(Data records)
· · ·
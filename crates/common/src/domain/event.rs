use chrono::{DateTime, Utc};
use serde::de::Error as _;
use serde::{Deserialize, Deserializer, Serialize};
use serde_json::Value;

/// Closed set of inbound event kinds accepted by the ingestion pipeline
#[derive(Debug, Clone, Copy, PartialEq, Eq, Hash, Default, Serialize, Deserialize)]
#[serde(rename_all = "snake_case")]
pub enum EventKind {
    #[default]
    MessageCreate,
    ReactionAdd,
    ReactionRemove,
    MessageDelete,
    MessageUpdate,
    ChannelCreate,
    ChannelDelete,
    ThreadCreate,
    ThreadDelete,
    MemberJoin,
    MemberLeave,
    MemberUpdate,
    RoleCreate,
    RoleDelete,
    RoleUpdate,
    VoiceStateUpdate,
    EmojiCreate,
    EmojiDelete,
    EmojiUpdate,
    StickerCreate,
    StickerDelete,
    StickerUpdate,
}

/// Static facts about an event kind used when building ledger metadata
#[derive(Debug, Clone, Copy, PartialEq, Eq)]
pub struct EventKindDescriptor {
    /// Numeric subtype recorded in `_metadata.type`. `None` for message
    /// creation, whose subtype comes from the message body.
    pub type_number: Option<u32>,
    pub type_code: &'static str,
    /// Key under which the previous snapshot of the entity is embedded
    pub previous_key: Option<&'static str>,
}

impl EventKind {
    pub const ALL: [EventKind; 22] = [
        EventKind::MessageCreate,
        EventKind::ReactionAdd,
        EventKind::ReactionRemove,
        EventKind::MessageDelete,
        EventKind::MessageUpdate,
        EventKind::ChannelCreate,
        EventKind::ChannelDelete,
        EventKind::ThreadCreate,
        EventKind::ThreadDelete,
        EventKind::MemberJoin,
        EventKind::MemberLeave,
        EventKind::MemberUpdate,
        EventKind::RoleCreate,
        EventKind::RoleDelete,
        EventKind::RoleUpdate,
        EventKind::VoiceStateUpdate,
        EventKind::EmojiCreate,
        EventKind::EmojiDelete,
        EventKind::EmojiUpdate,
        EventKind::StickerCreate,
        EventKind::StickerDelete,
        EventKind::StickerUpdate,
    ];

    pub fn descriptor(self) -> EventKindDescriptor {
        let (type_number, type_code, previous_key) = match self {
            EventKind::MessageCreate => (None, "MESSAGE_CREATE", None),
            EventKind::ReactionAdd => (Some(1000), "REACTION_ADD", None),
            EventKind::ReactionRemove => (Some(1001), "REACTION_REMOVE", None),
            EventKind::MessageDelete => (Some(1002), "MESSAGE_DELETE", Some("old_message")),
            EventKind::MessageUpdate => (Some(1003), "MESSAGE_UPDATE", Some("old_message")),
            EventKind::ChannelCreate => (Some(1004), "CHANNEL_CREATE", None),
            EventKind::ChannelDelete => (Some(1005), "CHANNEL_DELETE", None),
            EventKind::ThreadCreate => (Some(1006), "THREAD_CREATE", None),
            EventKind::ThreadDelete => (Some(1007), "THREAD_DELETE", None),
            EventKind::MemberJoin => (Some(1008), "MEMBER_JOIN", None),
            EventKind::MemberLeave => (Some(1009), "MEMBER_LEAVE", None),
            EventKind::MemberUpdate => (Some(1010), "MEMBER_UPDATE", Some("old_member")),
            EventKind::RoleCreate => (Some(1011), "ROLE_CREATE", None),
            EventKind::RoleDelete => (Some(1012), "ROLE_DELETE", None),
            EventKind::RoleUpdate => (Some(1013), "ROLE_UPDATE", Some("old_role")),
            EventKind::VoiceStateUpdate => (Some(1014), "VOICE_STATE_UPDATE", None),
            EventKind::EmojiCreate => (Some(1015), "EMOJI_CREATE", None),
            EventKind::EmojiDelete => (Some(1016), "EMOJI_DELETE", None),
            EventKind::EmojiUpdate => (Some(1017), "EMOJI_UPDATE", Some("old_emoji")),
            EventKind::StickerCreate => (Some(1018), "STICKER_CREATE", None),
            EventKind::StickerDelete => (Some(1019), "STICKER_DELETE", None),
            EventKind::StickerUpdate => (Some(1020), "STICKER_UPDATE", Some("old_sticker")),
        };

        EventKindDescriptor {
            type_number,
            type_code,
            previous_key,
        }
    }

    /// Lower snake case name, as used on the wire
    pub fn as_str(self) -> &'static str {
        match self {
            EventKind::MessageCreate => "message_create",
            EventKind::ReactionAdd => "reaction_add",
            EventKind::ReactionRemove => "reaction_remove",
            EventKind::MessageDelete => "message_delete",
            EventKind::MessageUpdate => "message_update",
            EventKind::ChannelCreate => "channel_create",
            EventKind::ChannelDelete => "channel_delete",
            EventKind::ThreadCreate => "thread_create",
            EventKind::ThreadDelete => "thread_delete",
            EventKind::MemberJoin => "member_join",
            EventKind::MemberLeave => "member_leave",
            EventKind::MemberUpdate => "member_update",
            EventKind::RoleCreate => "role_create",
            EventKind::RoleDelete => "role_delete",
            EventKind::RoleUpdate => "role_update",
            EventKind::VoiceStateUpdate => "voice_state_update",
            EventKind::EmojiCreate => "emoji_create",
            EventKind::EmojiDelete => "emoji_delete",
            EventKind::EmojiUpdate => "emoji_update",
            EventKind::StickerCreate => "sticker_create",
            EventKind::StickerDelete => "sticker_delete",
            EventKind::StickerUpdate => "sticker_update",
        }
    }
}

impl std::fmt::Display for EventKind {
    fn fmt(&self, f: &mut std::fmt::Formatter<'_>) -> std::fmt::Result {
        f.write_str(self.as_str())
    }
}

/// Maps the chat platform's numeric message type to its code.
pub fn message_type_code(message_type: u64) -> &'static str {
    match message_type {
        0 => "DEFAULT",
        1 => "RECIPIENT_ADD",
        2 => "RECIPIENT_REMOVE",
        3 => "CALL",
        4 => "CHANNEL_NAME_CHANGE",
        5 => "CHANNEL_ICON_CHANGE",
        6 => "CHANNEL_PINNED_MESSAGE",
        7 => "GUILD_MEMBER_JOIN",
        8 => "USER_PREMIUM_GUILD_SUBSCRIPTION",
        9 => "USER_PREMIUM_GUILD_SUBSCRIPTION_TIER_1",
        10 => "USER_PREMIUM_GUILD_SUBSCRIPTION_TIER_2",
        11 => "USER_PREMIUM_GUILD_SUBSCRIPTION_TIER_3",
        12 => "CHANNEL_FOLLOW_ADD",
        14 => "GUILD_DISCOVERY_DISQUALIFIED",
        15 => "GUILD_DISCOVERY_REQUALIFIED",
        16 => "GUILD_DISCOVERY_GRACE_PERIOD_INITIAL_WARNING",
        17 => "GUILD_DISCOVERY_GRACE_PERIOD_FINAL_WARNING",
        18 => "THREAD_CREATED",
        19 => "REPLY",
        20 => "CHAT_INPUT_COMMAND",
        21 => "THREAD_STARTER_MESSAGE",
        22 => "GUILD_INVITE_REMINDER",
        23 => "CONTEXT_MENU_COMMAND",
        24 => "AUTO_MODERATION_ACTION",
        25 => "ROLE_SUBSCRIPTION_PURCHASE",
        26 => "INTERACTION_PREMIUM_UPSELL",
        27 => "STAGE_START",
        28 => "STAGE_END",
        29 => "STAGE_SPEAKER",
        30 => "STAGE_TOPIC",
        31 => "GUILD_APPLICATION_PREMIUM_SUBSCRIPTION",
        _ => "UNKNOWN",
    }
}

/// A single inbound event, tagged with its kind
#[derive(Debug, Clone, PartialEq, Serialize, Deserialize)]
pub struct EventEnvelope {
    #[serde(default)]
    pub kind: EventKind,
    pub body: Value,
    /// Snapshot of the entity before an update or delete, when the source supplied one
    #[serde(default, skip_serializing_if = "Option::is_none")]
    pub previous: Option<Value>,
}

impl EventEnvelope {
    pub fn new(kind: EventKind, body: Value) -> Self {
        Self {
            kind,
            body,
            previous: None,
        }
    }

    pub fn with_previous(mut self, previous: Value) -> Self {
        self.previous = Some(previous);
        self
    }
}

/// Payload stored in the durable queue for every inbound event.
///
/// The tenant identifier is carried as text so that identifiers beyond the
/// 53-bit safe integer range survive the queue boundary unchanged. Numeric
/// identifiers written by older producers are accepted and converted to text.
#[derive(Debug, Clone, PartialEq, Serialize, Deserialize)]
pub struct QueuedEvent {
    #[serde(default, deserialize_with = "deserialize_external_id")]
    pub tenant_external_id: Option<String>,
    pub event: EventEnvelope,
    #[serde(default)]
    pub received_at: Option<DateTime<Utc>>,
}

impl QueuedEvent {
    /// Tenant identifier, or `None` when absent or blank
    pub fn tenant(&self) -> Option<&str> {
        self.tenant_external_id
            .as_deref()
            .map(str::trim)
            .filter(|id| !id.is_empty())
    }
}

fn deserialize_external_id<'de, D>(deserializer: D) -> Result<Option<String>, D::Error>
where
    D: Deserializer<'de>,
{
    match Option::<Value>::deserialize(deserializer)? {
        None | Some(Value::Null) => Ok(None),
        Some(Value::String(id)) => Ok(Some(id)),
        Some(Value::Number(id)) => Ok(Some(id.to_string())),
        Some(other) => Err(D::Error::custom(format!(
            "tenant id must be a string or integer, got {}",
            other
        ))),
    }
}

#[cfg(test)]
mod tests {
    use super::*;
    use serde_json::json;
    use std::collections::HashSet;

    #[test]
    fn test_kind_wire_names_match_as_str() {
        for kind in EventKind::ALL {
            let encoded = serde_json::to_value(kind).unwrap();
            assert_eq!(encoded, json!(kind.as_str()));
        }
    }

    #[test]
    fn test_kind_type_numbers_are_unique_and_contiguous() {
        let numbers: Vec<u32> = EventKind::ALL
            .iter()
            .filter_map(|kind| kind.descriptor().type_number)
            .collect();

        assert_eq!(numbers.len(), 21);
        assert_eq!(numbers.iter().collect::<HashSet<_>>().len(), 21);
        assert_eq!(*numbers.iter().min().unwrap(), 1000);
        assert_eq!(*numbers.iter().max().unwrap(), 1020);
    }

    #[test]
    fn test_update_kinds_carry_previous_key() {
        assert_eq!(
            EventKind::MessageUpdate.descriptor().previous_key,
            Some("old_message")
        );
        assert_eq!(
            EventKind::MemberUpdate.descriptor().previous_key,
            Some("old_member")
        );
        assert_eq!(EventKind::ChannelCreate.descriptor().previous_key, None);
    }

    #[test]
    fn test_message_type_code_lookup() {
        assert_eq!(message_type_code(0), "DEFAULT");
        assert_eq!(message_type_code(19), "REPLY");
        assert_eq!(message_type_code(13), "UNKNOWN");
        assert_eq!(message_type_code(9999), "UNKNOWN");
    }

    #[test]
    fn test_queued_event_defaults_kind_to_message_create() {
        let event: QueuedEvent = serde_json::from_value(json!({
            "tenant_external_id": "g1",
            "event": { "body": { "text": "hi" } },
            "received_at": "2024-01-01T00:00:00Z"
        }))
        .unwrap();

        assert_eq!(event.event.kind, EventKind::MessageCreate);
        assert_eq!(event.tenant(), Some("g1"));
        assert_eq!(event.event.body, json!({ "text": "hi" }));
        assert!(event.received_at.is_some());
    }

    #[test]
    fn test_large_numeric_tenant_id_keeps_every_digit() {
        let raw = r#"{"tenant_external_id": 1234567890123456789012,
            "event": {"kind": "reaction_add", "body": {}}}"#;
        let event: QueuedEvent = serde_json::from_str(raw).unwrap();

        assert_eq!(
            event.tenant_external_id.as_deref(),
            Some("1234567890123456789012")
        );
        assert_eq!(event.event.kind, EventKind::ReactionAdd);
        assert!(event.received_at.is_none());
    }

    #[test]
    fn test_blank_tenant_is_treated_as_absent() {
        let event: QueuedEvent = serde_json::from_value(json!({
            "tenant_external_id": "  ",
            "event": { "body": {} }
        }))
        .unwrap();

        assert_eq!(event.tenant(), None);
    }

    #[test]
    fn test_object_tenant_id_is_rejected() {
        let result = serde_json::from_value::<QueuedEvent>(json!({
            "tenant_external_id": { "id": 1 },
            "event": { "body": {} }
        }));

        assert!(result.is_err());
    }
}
· · ·
- HOW TO COMPLETE THIS TASK -
Filter the entries above down to the lines that contain "RoleDelete".

- EXERCISE SOLUTION -
    RoleDelete,
        EventKind::RoleDelete,
            EventKind::RoleDelete => (Some(1012), "ROLE_DELETE", None),
            EventKind::RoleDelete => "role_delete",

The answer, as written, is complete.